The stretch from the line with "times. Calendar and" through the line with "restaurant_name: &str) ->" in the records below: write it out exactly, and nothing else.

[Stored records]
★ ★ ★
//! # reservation-engine
//!
//! Table availability and reservation booking for restaurant agents.
//!
//! The engine owns a restaurant's tables and reservations, finds the
//! best-fitting free table for a party, and guarantees that no two active
//! reservations ever hold the same table at overlapping times. Calendar and
//! messaging integrations are best-effort: their failures are logged and
//! never undo a booking.
//!
//! ## Modules
//!
//! - [`table`]: table registry
//! - [`reservation`]: reservation records, status state machine, store
//! - [`availability`]: free-table search and the daily slot grid
//! - [`booking`]: [`BookingEngine`], the write path
//! - [`adapter`]: calendar and messaging collaborator traits
//! - [`template`]: guest message rendering
//! - [`config`]: restaurant configuration
//! - [`clock`]: injectable time source
//! - [`time_format`]: `YYYY-MM-DD` / `HH:MM` parsing and serde adapters
//! - [`logging`]: `tracing` subscriber setup
//! - [`error`]: error types

pub mod adapter;
pub mod availability;
pub mod booking;
pub mod clock;
pub mod config;
pub mod error;
pub mod logging;
pub mod reservation;
pub mod table;
pub mod template;
pub mod time_format;

pub use adapter::{AdapterError, CalendarAdapter, CalendarEvent, CalendarEventPatch, Notifier};
pub use availability::{check_availability, find_available_tables, DayAvailability, TimeSlot};
pub use booking::{BookingEngine, BookingRequest, DaySummary, ReservationPatch};
pub use clock::{Clock, FixedClock, SystemClock};
pub use config::{MessageTemplates, RestaurantConfig};
pub use error::EngineError;
pub use reservation::{
    Reservation, ReservationFilter, ReservationSource, ReservationStatus, ReservationStore,
};
pub use table::{NewTable, Table, TablePatch, TableRegistry};
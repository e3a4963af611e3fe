//! `{{token}}` substitution for guest messages.
//!
//! Recognized tokens: `{{guestName}}`, `{{partySize}}`, `{{date}}`, `{{time}}`,
//! `{{restaurantName}}`. Anything else, including an unterminated `{{`, is
//! copied through verbatim.

use crate::reservation::Reservation;
use crate::time_format::{DATE_FORMAT, TIME_FORMAT};

#[derive(Debug, Clone, PartialEq, Eq)]
pub struct TemplateVars {
    pub guest_name: String,
    pub party_size: u32,
    pub date: String,
    pub time: String,
    pub restaurant_name: String,
}

impl TemplateVars {
    pub fn for_reservation(reservation: &Reservation, restaurant_name: &str) -> Self {
        Self {
            guest_name: reservation.guest_name.clone(),
            party_size: reservation.party_size,
            date: reservation.date.format(DATE_FORMAT).to_string(),
            time: reservation.time.format(TIME_FORMAT).to_string(),
            restaurant_name: restaurant_name.to_string(),
        }
    }

    fn lookup(&self, token: &str) -> Option<String> {
        match token {
            "guestName" => Some(self.guest_name.clone()),
            "partySize" => Some(self.party_size.to_string()),
            "date" => Some(self.date.clone()),
            "time" => Some(self.time.clone()),
            "restaurantName" => Some(self.restaurant_name.clone()),
            _ => None,
        }
    }
}

pub fn render(template: &str, vars: &TemplateVars) -> String {
    let mut out = String::with_capacity(template.len());
    let mut rest = template;

    while let Some(open) = rest.find("{{") {
        out.push_str(&rest[..open]);
        let after_open = &rest[open + 2..];
        let Some(close) = after_open.find("}}") else {
            break;
        };
        let token = &after_open[..close];
        // A nested `{{` starts a new token; the text before it is literal.
        if let Some(inner) = token.find("{{") {
            out.push_str("{{");
            out.push_str(&token[..inner]);
            rest = &after_open[inner..];
            continue;
        }
        match vars.lookup(token.trim()) {
            Some(value) => out.push_str(&value),
            None => {
                out.push_str("{{");
                out.push_str(token);
                out.push_str("}}");
            }
        }
        rest = &after_open[close + 2..];
    }

    // Either no more tokens or an unterminated `{{`; keep the tail as is.
    if let Some(open) = rest.find("{{") {
        out.push_str(&rest[open..]);
    } else {
        out.push_str(rest);
    }
    out
}
//! Error types for reservation-engine operations.

use chrono::{NaiveDate, NaiveTime};
use thiserror::Error;

use crate::reservation::ReservationStatus;

#[derive(Error, Debug, Clone, PartialEq, Eq)]
pub enum EngineError {
    #[error("Validation failed: {0}")]
    Validation(String),

    #[error("{kind} not found: {id}")]
    NotFound { kind: &'static str, id: String },

    #[error("No table available for a party of {party_size} on {date} at {}", .time.format("%H:%M"))]
    NoAvailability {
        party_size: u32,
        date: NaiveDate,
        time: NaiveTime,
    },

    #[error("Table unavailable: {0}")]
    TableUnavailable(String),

    #[error("Invalid state transition: {from} -> {to}")]
    InvalidStateTransition {
        from: ReservationStatus,
        to: ReservationStatus,
    },

    #[error("Conflict: {0}")]
    Conflict(String),
}

impl EngineError {
    pub(crate) fn table_not_found(id: &str) -> Self {
        EngineError::NotFound {
            kind: "Table",
            id: id.to_string(),
        }
    }

    pub(crate) fn reservation_not_found(id: &str) -> Self {
        EngineError::NotFound {
            kind: "Reservation",
            id: id.to_string(),
        }
    }
}

pub type Result<T> = std::result::Result<T, EngineError>;
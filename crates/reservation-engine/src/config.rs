//! Restaurant configuration.
//!
//! The engine keeps its own copy of the configuration, so edits made after an
//! engine is built never reach existing reservations.

use std::path::Path;
use std::time::Duration;

use anyhow::Context;
use chrono::NaiveTime;
use chrono_tz::Tz;
use serde::{Deserialize, Serialize};

use crate::error::{EngineError, Result};
use crate::reservation::MAX_DURATION_MINUTES;
use crate::time_format::{self, hhmm};

/// Operating parameters of one restaurant profile.
#[derive(Debug, Clone, PartialEq, Serialize, Deserialize)]
#[serde(default)]
pub struct RestaurantConfig {
    pub name: String,
    #[serde(with = "hhmm")]
    pub opening_time: NaiveTime,
    /// Exclusive upper bound of the slot grid.
    #[serde(with = "hhmm")]
    pub closing_time: NaiveTime,
    pub time_slot_interval_minutes: u32,
    pub default_duration_minutes: u32,
    /// Turnover time kept free after each seating.
    pub buffer_between_reservations_minutes: u32,
    pub enable_sms_confirmations: bool,
    /// Only used to decide what "today" is.
    pub timezone: Tz,
    pub calendar_reminder_minutes: u32,
    pub side_effect_timeout_secs: u64,
    pub reminder_lead_minutes: u32,
    pub templates: MessageTemplates,
}

impl Default for RestaurantConfig {
    fn default() -> Self {
        Self {
            name: "Restaurant".to_string(),
            opening_time: NaiveTime::from_hms_opt(11, 0, 0).unwrap_or(NaiveTime::MIN),
            closing_time: NaiveTime::from_hms_opt(23, 0, 0).unwrap_or(NaiveTime::MIN),
            time_slot_interval_minutes: 30,
            default_duration_minutes: 90,
            buffer_between_reservations_minutes: 0,
            enable_sms_confirmations: false,
            timezone: Tz::UTC,
            calendar_reminder_minutes: 60,
            side_effect_timeout_secs: 5,
            reminder_lead_minutes: 120,
            templates: MessageTemplates::default(),
        }
    }
}

/// Guest-facing message templates. See [`crate::template::render`].
#[derive(Debug, Clone, PartialEq, Serialize, Deserialize)]
#[serde(default)]
pub struct MessageTemplates {
    pub confirmation: String,
    pub reminder: String,
    pub cancellation: String,
}

impl Default for MessageTemplates {
    fn default() -> Self {
        Self {
            confirmation: "Hi {{guestName}}, your table for {{partySize}} at {{restaurantName}} \
                           is confirmed for {{date}} at {{time}}."
                .to_string(),
            reminder: "Reminder: {{guestName}}, we look forward to seeing your party of \
                       {{partySize}} at {{restaurantName}} today at {{time}}."
                .to_string(),
            cancellation: "Hi {{guestName}}, your reservation at {{restaurantName}} on {{date}} \
                           at {{time}} has been cancelled."
                .to_string(),
        }
    }
}

impl RestaurantConfig {
    pub fn side_effect_timeout(&self) -> Duration {
        Duration::from_secs(self.side_effect_timeout_secs)
    }

    /// Reject configurations the slot grid and booking path cannot work with.
    pub fn validate(&self) -> Result<()> {
        if self.closing_time <= self.opening_time {
            return Err(EngineError::Validation(format!(
                "closing time {} must be after opening time {}",
                self.closing_time.format(time_format::TIME_FORMAT),
                self.opening_time.format(time_format::TIME_FORMAT)
            )));
        }
        if self.time_slot_interval_minutes == 0 {
            return Err(EngineError::Validation(
                "time slot interval must be at least one minute".to_string(),
            ));
        }
        if self.default_duration_minutes == 0 {
            return Err(EngineError::Validation(
                "default duration must be at least one minute".to_string(),
            ));
        }
        if self.default_duration_minutes > MAX_DURATION_MINUTES {
            return Err(EngineError::Validation(format!(
                "default duration may not exceed {MAX_DURATION_MINUTES} minutes"
            )));
        }
        if self.side_effect_timeout_secs == 0 {
            return Err(EngineError::Validation(
                "side effect timeout must be at least one second".to_string(),
            ));
        }
        Ok(())
    }

    pub fn from_json_str(json: &str) -> anyhow::Result<Self> {
        let config: Self = serde_json::from_str(json).context("failed to parse restaurant config")?;
        config.validate()?;
        Ok(config)
    }

    pub fn from_json_file(path: impl AsRef<Path>) -> anyhow::Result<Self> {
        let path = path.as_ref();
        let raw = std::fs::read_to_string(path)
            .with_context(|| format!("failed to read config file {}", path.display()))?;
        Self::from_json_str(&raw).with_context(|| format!("invalid config file {}", path.display()))
    }

    /// Build from `RESTAURANT_*` environment variables, falling back to defaults.
    pub fn from_env() -> anyhow::Result<Self> {
        let defaults = Self::default();
        let config = Self {
            name: std::env::var("RESTAURANT_NAME").unwrap_or(defaults.name),
            opening_time: env_time("RESTAURANT_OPENING_TIME").unwrap_or(defaults.opening_time),
            closing_time: env_time("RESTAURANT_CLOSING_TIME").unwrap_or(defaults.closing_time),
            time_slot_interval_minutes: env_parse("RESTAURANT_SLOT_INTERVAL_MINUTES")
                .unwrap_or(defaults.time_slot_interval_minutes),
            default_duration_minutes: env_parse("RESTAURANT_DEFAULT_DURATION_MINUTES")
                .unwrap_or(defaults.default_duration_minutes),
            buffer_between_reservations_minutes: env_parse("RESTAURANT_BUFFER_MINUTES")
                .unwrap_or(defaults.buffer_between_reservations_minutes),
            enable_sms_confirmations: env_parse("RESTAURANT_ENABLE_SMS")
                .unwrap_or(defaults.enable_sms_confirmations),
            timezone: env_parse("RESTAURANT_TIMEZONE").unwrap_or(defaults.timezone),
            calendar_reminder_minutes: env_parse("RESTAURANT_CALENDAR_REMINDER_MINUTES")
                .unwrap_or(defaults.calendar_reminder_minutes),
            side_effect_timeout_secs: env_parse("RESTAURANT_SIDE_EFFECT_TIMEOUT_SECS")
                .unwrap_or(defaults.side_effect_timeout_secs),
            reminder_lead_minutes: env_parse("RESTAURANT_REMINDER_LEAD_MINUTES")
                .unwrap_or(defaults.reminder_lead_minutes),
            templates: defaults.templates,
        };
        config
            .validate()
            .context("invalid restaurant config from environment")?;
        Ok(config)
    }
}

fn env_parse<T: std::str::FromStr>(key: &str) -> Option<T> {
    std::env::var(key).ok().and_then(|v| v.trim().parse().ok())
}

fn env_time(key: &str) -> Option<NaiveTime> {
    std::env::var(key)
        .ok()
        .and_then(|v| time_format::parse_time(&v).ok())
}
★ ★ ★
SOLUTION FOR THIS EXERCISE ::
//! reservations ever hold the same table at overlapping times. Calendar and
//! messaging integrations are best-effort: their failures are logged and
//! never undo a booking.
//!
//! ## Modules
//!
//! - [`table`]: table registry
//! - [`reservation`]: reservation records, status state machine, store
//! - [`availability`]: free-table search and the daily slot grid
//! - [`booking`]: [`BookingEngine`], the write path
//! - [`adapter`]: calendar and messaging collaborator traits
//! - [`template`]: guest message rendering
//! - [`config`]: restaurant configuration
//! - [`clock`]: injectable time source
//! - [`time_format`]: `YYYY-MM-DD` / `HH:MM` parsing and serde adapters
//! - [`logging`]: `tracing` subscriber setup
//! - [`error`]: error types

pub mod adapter;
pub mod availability;
pub mod booking;
pub mod clock;
pub mod config;
pub mod error;
pub mod logging;
pub mod reservation;
pub mod table;
pub mod template;
pub mod time_format;

pub use adapter::{AdapterError, CalendarAdapter, CalendarEvent, CalendarEventPatch, Notifier};
pub use availability::{check_availability, find_available_tables, DayAvailability, TimeSlot};
pub use booking::{BookingEngine, BookingRequest, DaySummary, ReservationPatch};
pub use clock::{Clock, FixedClock, SystemClock};
pub use config::{MessageTemplates, RestaurantConfig};
pub use error::EngineError;
pub use reservation::{
    Reservation, ReservationFilter, ReservationSource, ReservationStatus, ReservationStore,
};
pub use table::{NewTable, Table, TablePatch, TableRegistry};
repository e3a4963af611e3fe
//! `{{token}}` substitution for guest messages.
//!
//! Recognized tokens: `{{guestName}}`, `{{partySize}}`, `{{date}}`, `{{time}}`,
//! `{{restaurantName}}`. Anything else, including an unterminated `{{`, is
//! copied through verbatim.

use crate::reservation::Reservation;
use crate::time_format::{DATE_FORMAT, TIME_FORMAT};

#[derive(Debug, Clone, PartialEq, Eq)]
pub struct TemplateVars {
    pub guest_name: String,
    pub party_size: u32,
    pub date: String,
    pub time: String,
    pub restaurant_name: String,
}

impl TemplateVars {
    pub fn for_reservation(reservation: &Reservation, restaurant_name: &str) -> Self {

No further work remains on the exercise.